Au début de l'année, le Forum économique mondial a publié une analyse qui identifiait cinq paradoxes dans l'adoption de l'IA, parmi lesquels il soulignait précisément celui-ci : les dépenses consacrées aux infrastructures d'IA atteignent des niveaux sans précédent dans l'histoire de la technologie, mais l'enthousiasme des investisseurs et des entreprises ne semble pas avoir été coordonné avec des preuves solides que ces investissements généreront les rendements escomptés.
La réponse des grandes entreprises technologiques à cette pression a été précisément ce que Google a présenté lors de l'I/O : développer des modèles moins chers et plus efficaces qui réduisent le coût de l'informatique et facilitent la justification des dépenses. Les modèles Gemini Flash, GPT-5.5 Instant, Haiku d'Anthropic : ils pointent tous dans la même direction. Si le problème est que l'IA coûte cher, la solution est de la rendre moins chère.

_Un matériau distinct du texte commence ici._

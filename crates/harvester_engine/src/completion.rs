use std::time::Duration;

use engine_logging::{engine_debug, engine_info, engine_warn};
use tokio_util::sync::CancellationToken;

use crate::driver::{first_visible, ElementHandle, UiDriver};
use crate::wait::poll_until;
use crate::{FailureKind, HarvestError, HarvestSettings};

const SUCCESS_MARKERS: [&str; 3] = ["completed", "success", "finished"];
const ERROR_MARKERS: [&str; 4] = ["error", "failed", "failure", "unable"];

#[derive(Debug, Clone, PartialEq, Eq)]
pub enum CompletionOutcome {
    /// The progress indicator reported a terminal success marker.
    Completed { status: String },
    /// The indicator never showed and no error text was found.
    AssumedSuccess,
}

/// Status text classification. Error markers win over success markers so
/// "completed with errors" is not read as a success.
#[derive(Debug, Clone, Copy, PartialEq, Eq)]
pub enum StatusMarker {
    Success,
    Error,
    Pending,
}

pub fn classify_status(text: &str) -> StatusMarker {
    let lower = text.to_lowercase();
    if ERROR_MARKERS.iter().any(|m| lower.contains(m)) {
        StatusMarker::Error
    } else if SUCCESS_MARKERS.iter().any(|m| lower.contains(m)) {
        StatusMarker::Success
    } else {
        StatusMarker::Pending
    }
}

/// Watches a portal operation until it reports a terminal state.
pub struct CompletionMonitor<'a> {
    driver: &'a dyn UiDriver,
    settings: &'a HarvestSettings,
    cancel: &'a CancellationToken,
}

impl<'a> CompletionMonitor<'a> {
    pub fn new(
        driver: &'a dyn UiDriver,
        settings: &'a HarvestSettings,
        cancel: &'a CancellationToken,
    ) -> Self {
        Self {
            driver,
            settings,
            cancel,
        }
    }

    pub async fn await_completion(
        &self,
        timeout: Duration,
    ) -> Result<CompletionOutcome, HarvestError> {
        let selectors = &self.settings.selectors;
        let appeared = tokio::select! {
            _ = self.cancel.cancelled() => return Err(HarvestError::cancelled()),
            found = self.driver.wait_for_selector(
                &selectors.progress_indicator,
                self.settings.completion_appear_timeout,
            ) => found,
        };

        match appeared {
            Ok(indicator) => self.poll_indicator(&indicator, timeout).await,
            Err(err) if err.is_timeout() => {
                engine_debug!("Progress indicator did not appear: {}", err);
                self.probe_error_indicators().await
            }
            Err(err) => Err(HarvestError::from_driver(
                FailureKind::Driver,
                "progress indicator",
                err,
            )),
        }
    }

    async fn poll_indicator(
        &self,
        indicator: &ElementHandle,
        timeout: Duration,
    ) -> Result<CompletionOutcome, HarvestError> {
        let driver = self.driver;
        let status = poll_until(
            "completion status",
            timeout,
            self.settings.poll_interval,
            FailureKind::Timeout,
            self.cancel,
            move || async move {
                let text = driver
                    .text_content(indicator)
                    .await
                    .map_err(|err| {
                        HarvestError::from_driver(FailureKind::Driver, "read progress indicator", err)
                    })?
                    .unwrap_or_default();
                match classify_status(&text) {
                    StatusMarker::Pending => Ok(None),
                    StatusMarker::Error => Err(HarvestError::new(
                        FailureKind::CompletionFailed,
                        text.trim().to_string(),
                    )),
                    StatusMarker::Success => Ok(Some(text.trim().to_string())),
                }
            },
        )
        .await?;
        engine_info!("Operation completed: {}", status);
        Ok(CompletionOutcome::Completed { status })
    }

    async fn probe_error_indicators(&self) -> Result<CompletionOutcome, HarvestError> {
        for selector in &self.settings.selectors.error_indicators {
            let handle = match first_visible(self.driver, selector).await {
                Ok(Some(handle)) => handle,
                Ok(None) => continue,
                Err(err) => {
                    engine_debug!("Error probe {} failed: {}", selector, err);
                    continue;
                }
            };
            let text = self
                .driver
                .text_content(&handle)
                .await
                .ok()
                .flatten()
                .unwrap_or_default();
            if classify_status(&text) == StatusMarker::Error {
                return Err(HarvestError::new(
                    FailureKind::CompletionFailed,
                    text.trim().to_string(),
                ));
            }
        }
        engine_warn!(
            "{}: no progress indicator and no error text; assuming success",
            FailureKind::CompletionUnknown
        );
        Ok(CompletionOutcome::AssumedSuccess)
    }
}
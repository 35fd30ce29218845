use std::fs;

use harvester_engine::{ensure_output_dir, AtomicFileWriter};
use tempfile::TempDir;

#[test]
fn creates_missing_output_dir() {
    let temp = TempDir::new().unwrap();
    let new_dir = temp.path().join("downloads");
    assert!(!new_dir.exists());
    ensure_output_dir(&new_dir).unwrap();
    assert!(new_dir.is_dir());
}

#[test]
fn atomic_write_replaces_existing_and_is_atomic() {
    let temp = TempDir::new().unwrap();
    let writer = AtomicFileWriter::new(temp.path().to_path_buf());

    let first = writer.write_bytes("a_OptimAI.xlsx", b"first").unwrap();
    assert_eq!(first.file_name().unwrap(), "a_OptimAI.xlsx");
    assert_eq!(fs::read(&first).unwrap(), b"first");

    let second = writer.write_bytes("a_OptimAI.xlsx", b"second").unwrap();
    assert_eq!(first, second);
    assert_eq!(fs::read(&second).unwrap(), b"second");
}

#[test]
fn no_partial_file_on_error() {
    let temp = TempDir::new().unwrap();
    let file_path = temp.path().join("not_a_dir");
    fs::write(&file_path, "x").unwrap();

    let writer = AtomicFileWriter::new(file_path.clone());
    let result = writer.write("manifest.json", "{}");
    assert!(result.is_err());
    assert!(!file_path.with_file_name("manifest.json").exists());
}

#[test]
fn nested_keys_create_their_directories() {
    let temp = TempDir::new().unwrap();
    let writer = AtomicFileWriter::new(temp.path().to_path_buf());

    let path = writer
        .write_bytes("inputs/2025/11/03/a_OptimAI.xlsx", b"alpha")
        .unwrap();

    assert_eq!(path, temp.path().join("inputs/2025/11/03/a_OptimAI.xlsx"));
    assert_eq!(fs::read(path).unwrap(), b"alpha");
}

#[test]
fn escaping_keys_write_nothing() {
    let temp = TempDir::new().unwrap();
    let root = temp.path().join("root");
    let writer = AtomicFileWriter::new(root.clone());

    assert!(writer.write("../outside.txt", "x").is_err());
    assert!(!temp.path().join("outside.txt").exists());
    assert!(!root.exists());
}
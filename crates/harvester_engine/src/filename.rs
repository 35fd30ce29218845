/// Make a portal-suggested file name safe to use as a single path component.
///
/// Keeps the extension intact so archive detection still works.
pub fn safe_file_name(suggested: &str) -> String {
    let base = suggested
        .rsplit(['/', '\\'])
        .next()
        .unwrap_or(suggested);
    let (stem, extension) = match base.rfind('.') {
        Some(idx) if idx > 0 => (&base[..idx], &base[idx..]),
        _ => (base, ""),
    };
    let extension: String = extension.chars().filter(|c| !is_forbidden(*c)).collect();
    format!("{}{}", sanitize_stem(stem), extension)
}

fn sanitize_stem(input: &str) -> String {
    let mut cleaned: String = input
        .chars()
        .map(|c| if is_forbidden(c) { '_' } else { c })
        .collect();
    cleaned = cleaned.trim_matches(&['_', ' ', '.'][..]).to_string();
    if cleaned.is_empty() {
        cleaned = "download".to_string();
    }
    // Collapse multiple underscores
    let mut compacted = String::with_capacity(cleaned.len());
    let mut prev_underscore = false;
    for c in cleaned.chars() {
        if c == '_' {
            if !prev_underscore {
                compacted.push(c);
            }
            prev_underscore = true;
        } else {
            compacted.push(c);
            prev_underscore = false;
        }
    }
    let mut final_name = compacted;
    if final_name.len() > 120 {
        let mut end = 120;
        while !final_name.is_char_boundary(end) {
            end -= 1;
        }
        final_name.truncate(end);
    }
    if is_reserved_windows_name(&final_name) {
        final_name.push('_');
    }
    final_name
}

fn is_forbidden(c: char) -> bool {
    matches!(c,
        '\\' | '/' | ':' | '*' | '?' | '"' | '<' | '>' | '|' | '\0'..='\u{1F}'
    )
}

fn is_reserved_windows_name(name: &str) -> bool {
    const RESERVED: &[&str] = &[
        "CON", "PRN", "AUX", "NUL", "COM1", "COM2", "COM3", "COM4", "COM5", "COM6", "COM7", "COM8",
        "COM9", "LPT1", "LPT2", "LPT3", "LPT4", "LPT5", "LPT6", "LPT7", "LPT8", "LPT9",
    ];
    RESERVED.iter().any(|r| r.eq_ignore_ascii_case(name))
}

Austérité ou réelle transformation ?
Il y a un débat plus profond derrière la discussion sur les coûts. La promesse initiale de l’IA générative n’était pas seulement d’automatiser les tâches existantes à moindre coût. Il s'agissait de transformer fondamentalement la façon dont les personnes et les organisations travaillent, de créer de nouvelles catégories de produits et de services qui étaient auparavant impossibles et, à terme, d'accélérer de façon exponentielle le rythme du progrès scientifique et technologique.

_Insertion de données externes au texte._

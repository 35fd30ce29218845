use std::collections::HashSet;
use std::path::{Path, PathBuf};

use chrono::Datelike;
use engine_logging::{engine_info, engine_warn};
use harvester_core::{DownloadedFile, HarvestReport};
use serde_json::json;
use sha2::{Digest, Sha256};

use crate::filename::safe_file_name;
use crate::persist::{AtomicFileWriter, PersistError};

pub const MANIFEST_FILENAME: &str = "manifest.json";

/// Consumer of harvested files.
pub trait UploadSink {
    /// Store every record and return the keys they were stored under, in order.
    fn publish(&self, files: &[DownloadedFile]) -> Result<Vec<String>, PersistError>;
}

/// Date-partitioned object key: `<prefix>/<YYYY>/<MM>/<DD>/<fileName>`,
/// dated by the activity the file came from.
pub fn storage_key(prefix: &str, file: &DownloadedFile) -> String {
    let date = file.updated_at.date_naive();
    let name = safe_file_name(&file.file_name);
    let partition = format!("{:04}/{:02}/{:02}", date.year(), date.month(), date.day());
    let prefix = prefix.trim_matches('/');
    if prefix.is_empty() {
        format!("{partition}/{name}")
    } else {
        format!("{prefix}/{partition}/{name}")
    }
}

/// Stores records as files under a local root, one directory per key segment.
#[derive(Debug, Clone)]
pub struct DirectoryUploadSink {
    root: PathBuf,
    prefix: String,
}

impl DirectoryUploadSink {
    pub fn new(root: impl Into<PathBuf>, prefix: impl Into<String>) -> Self {
        Self {
            root: root.into(),
            prefix: prefix.into(),
        }
    }
}

impl UploadSink for DirectoryUploadSink {
    fn publish(&self, files: &[DownloadedFile]) -> Result<Vec<String>, PersistError> {
        let writer = AtomicFileWriter::new(self.root.clone());
        let mut keys = Vec::with_capacity(files.len());
        let mut taken = HashSet::with_capacity(files.len());
        for file in files {
            let key = unique_key(storage_key(&self.prefix, file), &taken);
            writer.write_bytes(&key, &file.data)?;
            taken.insert(key.clone());
            keys.push(key);
        }
        engine_info!("Published {} file(s) under {:?}", keys.len(), writer.root());
        Ok(keys)
    }
}

/// Same-named files from the same day would share a key; later ones get a
/// numeric suffix before the extension.
fn unique_key(key: String, taken: &HashSet<String>) -> String {
    if !taken.contains(&key) {
        return key;
    }
    let (dir, name) = key.rsplit_once('/').unwrap_or(("", key.as_str()));
    let (stem, ext) = match name.rsplit_once('.') {
        Some((stem, ext)) if !stem.is_empty() => (stem, format!(".{ext}")),
        _ => (name, String::new()),
    };
    let mut n = 2;
    loop {
        let candidate = if dir.is_empty() {
            format!("{stem}-{n}{ext}")
        } else {
            format!("{dir}/{stem}-{n}{ext}")
        };
        if !taken.contains(&candidate) {
            engine_warn!("Key {} already used in this batch; publishing as {}", key, candidate);
            return candidate;
        }
        n += 1;
    }
}

pub fn sha256_hex(data: &[u8]) -> String {
    Sha256::digest(data)
        .iter()
        .map(|byte| format!("{byte:02x}"))
        .collect()
}

/// Write a JSON manifest describing a finished harvest into `dir`.
pub fn write_manifest(
    dir: &Path,
    report: &HarvestReport,
    filename: &str,
) -> Result<PathBuf, PersistError> {
    let manifest = json!({
        "stop_reason": report.stop_reason,
        "file_count": report.files.len(),
        "stats": report.stats,
        "failures": report.failures,
        "files": report.files.iter().map(|file| {
            json!({
                "fileName": file.file_name,
                "filePath": file.file_path,
                "type": file.file_type,
                "updatedAt": file.updated_at.to_rfc3339(),
                "bytes": file.data.len(),
                "sha256": sha256_hex(&file.data),
            })
        }).collect::<Vec<_>>()
    });
    let pretty =
        serde_json::to_string_pretty(&manifest).map_err(|err| PersistError::Serialize {
            what: "manifest".to_string(),
            message: err.to_string(),
        })?;
    AtomicFileWriter::new(dir.to_path_buf()).write(filename, &pretty)
}
use std::collections::HashSet;

use chrono::{DateTime, Utc};

use crate::{ActivityEntry, EntryIdentity, FilterCriteria};

/// List-level decision for one visible entry.
#[derive(Debug, Clone, PartialEq, Eq)]
pub enum Classification {
    /// Already visited during this harvest.
    SkipDuplicate,
    /// Title does not carry the wanted prefix. Not recorded as visited.
    SkipNoMatch,
    /// Worth opening; the caller must mark it visited before acting on it.
    Candidate(EntryIdentity),
}

/// Detail-level decision once the entry's real timestamp is known.
#[derive(Debug, Clone, Copy, PartialEq, Eq)]
pub enum Verdict {
    Match,
    /// The feed is newest-first, so everything after this entry is stale too.
    StopScan,
}

pub fn classify(
    entry: &ActivityEntry,
    criteria: &FilterCriteria,
    visited: &HashSet<EntryIdentity>,
) -> Classification {
    let identity = entry.identity();
    if visited.contains(&identity) {
        return Classification::SkipDuplicate;
    }
    if !criteria.title_matches(&entry.title) {
        return Classification::SkipNoMatch;
    }
    Classification::Candidate(identity)
}

pub fn judge(timestamp: DateTime<Utc>, criteria: &FilterCriteria) -> Verdict {
    if criteria.is_stale(timestamp) {
        Verdict::StopScan
    } else {
        Verdict::Match
    }
}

Si 2026 est l'année où l'industrie s'éloigne de la question : "comment pouvons-nous adopter cela plus tôt ?" À la question « Comment justifier auprès du directeur financier ce que nous avons déjà dépensé ? », il existe un risque réel que l’accent soit trop mis sur l’optimisation des coûts et trop peu sur l’innovation transformationnelle. Les entreprises qui réduisent leurs investissements dans l'IA pour améliorer leurs statistiques trimestrielles pourraient perdre un avantage concurrentiel à long terme par rapport à celles qui maintiennent leurs investissements, même si le retour sur investissement met plus de temps à se matérialiser.

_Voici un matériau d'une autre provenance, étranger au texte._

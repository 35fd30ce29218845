use std::fs::{self, File};
use std::io;
use std::path::{Path, PathBuf};

use chrono::{DateTime, Utc};
use engine_logging::{engine_debug, engine_info, engine_warn};
use harvester_core::DownloadedFile;

use crate::HarvestSettings;

#[derive(Debug, thiserror::Error)]
pub enum MaterializeError {
    #[error("io error on {path:?}: {source}")]
    Io { path: PathBuf, source: io::Error },
    #[error("archive {path:?} is corrupt: {message}")]
    Corrupt { path: PathBuf, message: String },
    #[error("archive entry {entry:?} escapes the extraction directory")]
    UnsafeEntry { entry: String },
}

fn io_err(path: &Path) -> impl FnOnce(io::Error) -> MaterializeError + '_ {
    move |source| MaterializeError::Io {
        path: path.to_path_buf(),
        source,
    }
}

/// Turns saved downloads into [`DownloadedFile`] records.
#[derive(Debug, Clone)]
pub struct ArchiveMaterializer {
    archive_extension: String,
    materialize_direct: bool,
}

impl ArchiveMaterializer {
    pub fn new(archive_extension: impl Into<String>, materialize_direct: bool) -> Self {
        Self {
            archive_extension: archive_extension.into(),
            materialize_direct,
        }
    }

    pub fn from_settings(settings: &HarvestSettings) -> Self {
        Self::new(
            settings.archive_extension.clone(),
            settings.materialize_direct_downloads,
        )
    }

    pub fn is_archive(&self, path: &Path) -> bool {
        path.file_name()
            .and_then(|name| name.to_str())
            .map(|name| {
                name.to_ascii_lowercase()
                    .ends_with(&self.archive_extension.to_ascii_lowercase())
            })
            .unwrap_or(false)
    }

    /// Materialize one saved download, stamping every record with `provenance`.
    ///
    /// Archives are extracted next to themselves into a directory named after
    /// the archive stem, then deleted. The directory may already exist from an
    /// earlier archive with the same name; only the top-level files this
    /// archive wrote become records. Direct downloads produce no records
    /// unless direct materialization is enabled.
    pub fn materialize(
        &self,
        downloaded: &Path,
        provenance: DateTime<Utc>,
    ) -> Result<Vec<DownloadedFile>, MaterializeError> {
        if !self.is_archive(downloaded) {
            if self.materialize_direct {
                return read_record(downloaded, provenance).map(|record| vec![record]);
            }
            engine_warn!(
                "Download {:?} is not an archive; no records produced",
                downloaded
            );
            return Ok(Vec::new());
        }

        let dest = extraction_dir(downloaded);
        fs::create_dir_all(&dest).map_err(io_err(&dest))?;
        let written = extract_all(downloaded, &dest)?;
        fs::remove_file(downloaded).map_err(io_err(downloaded))?;
        engine_info!(
            "Extracted {} entries from {:?} into {:?}",
            written.len(),
            downloaded,
            dest
        );

        let mut top_level: Vec<PathBuf> = written
            .into_iter()
            .filter(|path| path.parent() == Some(dest.as_path()))
            .collect();
        top_level.sort();
        top_level.dedup();
        top_level
            .iter()
            .map(|path| read_record(path, provenance))
            .collect()
    }
}

fn extraction_dir(archive: &Path) -> PathBuf {
    let stem = archive
        .file_stem()
        .map(|s| s.to_os_string())
        .unwrap_or_else(|| "archive".into());
    archive
        .parent()
        .map(|parent| parent.join(&stem))
        .unwrap_or_else(|| PathBuf::from(stem))
}

/// Extract every entry of a zip archive under `dest`. Returns the paths of
/// the files written, in archive order.
pub fn extract_all(archive_path: &Path, dest: &Path) -> Result<Vec<PathBuf>, MaterializeError> {
    let file = File::open(archive_path).map_err(io_err(archive_path))?;
    let mut archive = zip::ZipArchive::new(file).map_err(|err| MaterializeError::Corrupt {
        path: archive_path.to_path_buf(),
        message: err.to_string(),
    })?;

    let mut written = Vec::with_capacity(archive.len());
    for index in 0..archive.len() {
        let mut entry = archive
            .by_index(index)
            .map_err(|err| MaterializeError::Corrupt {
                path: archive_path.to_path_buf(),
                message: err.to_string(),
            })?;
        let Some(relative) = entry.enclosed_name() else {
            return Err(MaterializeError::UnsafeEntry {
                entry: entry.name().to_string(),
            });
        };
        let target = dest.join(relative);

        if entry.is_dir() {
            fs::create_dir_all(&target).map_err(io_err(&target))?;
            continue;
        }
        if let Some(parent) = target.parent() {
            fs::create_dir_all(parent).map_err(io_err(parent))?;
        }
        let mut out = File::create(&target).map_err(io_err(&target))?;
        io::copy(&mut entry, &mut out).map_err(io_err(&target))?;
        engine_debug!("Extracted {:?}", target);
        written.push(target);
    }
    Ok(written)
}

fn read_record(path: &Path, provenance: DateTime<Utc>) -> Result<DownloadedFile, MaterializeError> {
    let data = fs::read(path).map_err(io_err(path))?;
    let file_name = path
        .file_name()
        .map(|name| name.to_string_lossy().into_owned())
        .unwrap_or_default();
    Ok(DownloadedFile::input(file_name, path, data, provenance))
}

Perspective supplémentaire : La comparaison avec Internet est inévitable. Également entre 1999 et 2001, la plupart des projets Internet d’entreprise ont échoué ou n’ont montré aucun rendement à court terme. Ceux qui ont survécu et sont restés investis ont été mieux placés pour bénéficier de la croissance qui a suivi. La question est de savoir si le cycle de l'IA suivra le même modèle ou s'il existe des différences structurelles qui le rendront différent.
En tout cas, 2026 est l’année où la lune de miel de l’IA générative a définitivement pris fin. La suite des événements, qu'il s'agisse d'une gueule de bois douloureuse ou d'une maturité productive, dépend en grande partie du nombre d'entreprises capables de passer de projets pilotes à des déploiements réels avec un impact mesurable. Le signe le plus encourageant est que ce processus est déjà en cours. Le signe d'avertissement est que nous ne savons toujours pas comment le mesurer.